Used to measure, keep, and indicate time, clocks and timekeeping tools are amongst the oldest human inventions, they respond to our need for quantifying intervals of time shorter than natural units (day, lunar month, year). Although clocks in public buildings no longer govern the rhythm of daily life the way they once did in schools, factories, churches, the same notion of time remains the basis of socioeconomic order worldwide. In juridical matters, time also gages the relationship between how grievous a misdeed is deemed, and the sentence that ensues for the accused individual.
Composed of twelve Swiss made wall clocks, the piece titled Two revolutions a day was originally intended as an art project for the most recent facilities of Zurich’s criminal police. Ny’s modified clocks borrow the corporate identity of the Kriminalpolitzei by using the signature bright orange colour found on their vehicles. The shape of the black index on the dial of the clocks is based on the outline of the artist’s third phalange; a reference to antiquity where this finger represented the phallus and was therefore named digits impudicus, which became know as a symbol of contempt in many cultures.
As “private individuals”, our use of everyday objects results in traces left on the belongings of the domestic interiors we inhabit. “To dwell means to leave traces” (1). The majority of these traces are also the fingerprints used by the police during investigations. Still today, fingerprints are the most fundamental and reliable “tools” used to identify individuals. Oftentimes, artworks tent to escape these repeated manipulations, “they are not subject to the use of living creatures”(2) and like the moving arms of clock behind glass, they reside traceless in their Gehäuse as if unaffected by touch and the passage of time.

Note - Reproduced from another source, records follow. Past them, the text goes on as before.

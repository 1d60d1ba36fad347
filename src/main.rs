use anyhow::{Context, Result};
use appliance_scout::models::{Category, KnownCategory, ScrapeReport};
use appliance_scout::report::{self, Dashboard};
use appliance_scout::scrapers::{ExpatDakarScraper, HttpFetcher, ScrapeParams, ScraperTrait};
use appliance_scout::{CachedScraper, Config};
use clap::{Parser, Subcommand};
use std::path::{Path, PathBuf};
use std::sync::Arc;
use std::time::Duration;
use tracing::{info, warn};
use tracing_subscriber::EnvFilter;

type Scraper = CachedScraper<ExpatDakarScraper<HttpFetcher>>;

#[derive(Parser)]
#[command(author, version, about = "Scrape appliance listings from expat-dakar.com")]
struct Cli {
    /// Override EXPAT_BASE_URL
    #[arg(long, global = true)]
    base_url: Option<String>,

    /// Override SCOUT_TIMEOUT_SECS
    #[arg(long, global = true)]
    timeout_secs: Option<u64>,

    /// Debug logging (RUST_LOG takes precedence)
    #[arg(short, long, global = true)]
    verbose: bool,

    #[command(subcommand)]
    command: Command,
}

#[derive(Subcommand)]
enum Command {
    /// Scrape categories and print them as tables
    Scrape {
        /// Category slug; repeat for several. Defaults to all known categories
        #[arg(short, long = "category")]
        categories: Vec<String>,

        #[arg(short, long, default_value_t = 1, value_parser = clap::value_parser!(u32).range(1..=100))]
        pages: u32,

        /// Also write CSV here (one file per category when several are scraped)
        #[arg(short, long)]
        output: Option<PathBuf>,

        /// Truncate table cells to this many characters (0 = no limit)
        #[arg(long, default_value_t = 40)]
        max_width: usize,
    },
    /// Scrape one category and write it as CSV
    Export {
        #[arg(short, long)]
        category: String,

        #[arg(short, long, default_value_t = 1, value_parser = clap::value_parser!(u32).range(1..=100))]
        pages: u32,

        #[arg(short, long, default_value = "data.csv")]
        output: PathBuf,
    },
    /// Price ranking, address counts and condition breakdown
    Dashboard {
        #[arg(short, long, default_value_t = 1, value_parser = clap::value_parser!(u32).range(1..=100))]
        pages: u32,

        /// Build the dashboard from an exported CSV instead of scraping
        #[arg(short, long)]
        input: Option<PathBuf>,

        #[arg(long)]
        json: bool,
    },
    /// List the known categories
    Categories,
}

fn init_logging(verbose: bool) {
    let default = if verbose { "debug" } else { "info" };
    let filter = EnvFilter::try_from_default_env().unwrap_or_else(|_| EnvFilter::new(default));

    tracing_subscriber::fmt()
        .with_env_filter(filter)
        .with_writer(std::io::stderr)
        .init();
}

fn build_scraper(config: &Config) -> Result<Scraper> {
    let fetcher = HttpFetcher::new(&config.user_agent, config.timeout)
        .context("Failed to create HTTP client")?;
    let scraper = ExpatDakarScraper::new(fetcher, &config.base_url)?
        .with_retry(config.retry_policy());
    Ok(CachedScraper::new(scraper, config.cache_ttl))
}

async fn scrape(scraper: &Scraper, category: Category, pages: u32) -> Result<Arc<ScrapeReport>> {
    let params = ScrapeParams::new(category, pages)?;
    scraper
        .scrape(&params)
        .await
        .with_context(|| format!("Failed to scrape {}", params.category))
}

fn parse_category(slug: &str) -> Result<Category> {
    Category::new(slug).with_context(|| format!("invalid category {slug:?}"))
}

fn print_report(report: &ScrapeReport, max_width: usize) {
    println!("## {}", report.category.label());
    println!("{}", report::summary(&report.records));
    if report.dropped_records > 0 || !report.skipped_pages.is_empty() {
        println!(
            "({} incomplete listings dropped, {} pages skipped)",
            report.dropped_records,
            report.skipped_pages.len()
        );
    }
    println!();
    print!("{}", report::render_table(&report.records, max_width));
    println!();
}

/// `data.csv` + `climatisation` -> `data-climatisation.csv`
fn per_category_path(base: &Path, category: &Category) -> PathBuf {
    let stem = base
        .file_stem()
        .map(|s| s.to_string_lossy().into_owned())
        .unwrap_or_else(|| "data".to_string());
    let ext = base
        .extension()
        .map(|e| e.to_string_lossy().into_owned())
        .unwrap_or_else(|| "csv".to_string());
    base.with_file_name(format!("{stem}-{}.{ext}", category.slug()))
}

async fn run_scrape(
    scraper: &Scraper,
    slugs: Vec<String>,
    pages: u32,
    output: Option<PathBuf>,
    max_width: usize,
) -> Result<()> {
    let categories: Vec<Category> = if slugs.is_empty() {
        KnownCategory::ALL.into_iter().map(Category::from).collect()
    } else {
        slugs.iter().map(|s| parse_category(s)).collect::<Result<Vec<_>>>()?
    };
    let several = categories.len() > 1;

    for category in categories {
        let report = scrape(scraper, category, pages).await?;
        print_report(&report, max_width);

        if let Some(base) = &output {
            let path = if several {
                per_category_path(base, &report.category)
            } else {
                base.clone()
            };
            report::export_to_path(&path, &report.records)
                .with_context(|| format!("Failed to write {}", path.display()))?;
        }
    }
    Ok(())
}

async fn run_dashboard(
    scraper: &Scraper,
    pages: u32,
    input: Option<PathBuf>,
    json: bool,
) -> Result<()> {
    let dashboards = match input {
        Some(path) => {
            let records = report::import_from_path(&path)
                .with_context(|| format!("Failed to read {}", path.display()))?;
            vec![Dashboard::build(path.display().to_string(), &records)]
        }
        None => {
            let mut dashboards = Vec::new();
            for known in [KnownCategory::Refrigerators, KnownCategory::WashingMachines] {
                let report = scrape(scraper, known.into(), pages).await?;
                dashboards.push(Dashboard::build(known.label(), &report.records));
            }
            dashboards
        }
    };

    if json {
        println!("{}", serde_json::to_string_pretty(&dashboards)?);
    } else {
        for dashboard in &dashboards {
            println!("{dashboard}");
        }
    }
    Ok(())
}

#[tokio::main]
async fn main() -> Result<()> {
    dotenvy::dotenv().ok();

    let cli = Cli::parse();
    init_logging(cli.verbose);

    let mut config = Config::from_env()?;
    if let Some(base_url) = cli.base_url {
        config.base_url = base_url;
    }
    if let Some(secs) = cli.timeout_secs {
        config.timeout = Duration::from_secs(secs);
    }

    info!("🏠 Appliance Scout - expat-dakar scraper ({})", config.base_url);

    let scraper = build_scraper(&config)?;

    match cli.command {
        Command::Scrape {
            categories,
            pages,
            output,
            max_width,
        } => run_scrape(&scraper, categories, pages, output, max_width).await?,
        Command::Export {
            category,
            pages,
            output,
        } => {
            let report = scrape(&scraper, parse_category(&category)?, pages).await?;
            if report.records.is_empty() {
                warn!(category = %report.category, "No listings scraped; writing header only");
            }
            report::export_to_path(&output, &report.records)
                .with_context(|| format!("Failed to write {}", output.display()))?;
        }
        Command::Dashboard { pages, input, json } => {
            run_dashboard(&scraper, pages, input, json).await?
        }
        Command::Categories => {
            for known in KnownCategory::ALL {
                println!("{:<30} {}", known.slug(), known.label());
            }
        }
    }

    Ok(())
}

Whith the yellow painted Manikin (Au Pilori), Sophie Nys refers to the current political climate and to her earlier body of the work The Drunkard’s Cloak (2010), where a collection of rudimentary objects alluding to pillories were painted in this same bright yellow colour – a colour historically associated with shame and betrayal. To protect the floor while painting this piece, she used facsimile pages of WWII French anti-Semitic newspaper Au Pilori.
In 1940, German Jewish philosopher and cultural critic Walter Benjamin committed suicide on the border between France and Spain in fear of being captured by Nazis. In 1934, under the pseudonym Detlef Holz, Benjamin published an essay titled “Auf die Minute” (On the Minute) in the Frankfurter Zeitung. In this text, he described his first experience in a radio studio. By 1934, the German national socialist government had gained full control over radio broadcasting stations, and each management board had to include a representative directly delegated by the interior minister to supervise the programing.
Tied around the column of the gallery, Das Boot its voll (The Boat is Full) borrows the title of a 1981 drama set during WWII where a group of six refugees attempt to cross border into “neutral” Switzerland. In this movie, a local policeman orders the deportation of the newly arrived immigrants who tried to pose as a German family in a small village.
(1) Walter Benjamin, “Paris, the capital of the 19th century.”, p. 104. (Massachussetts, Harvard, 2008), and Hand Teerds, “Hannah Arendt, Walter Benjamin, and the Importance of the Interior.”, 2016.
(2) Hannah Arendt, “The Human Condition”, Chicago, Chicago University, 1958.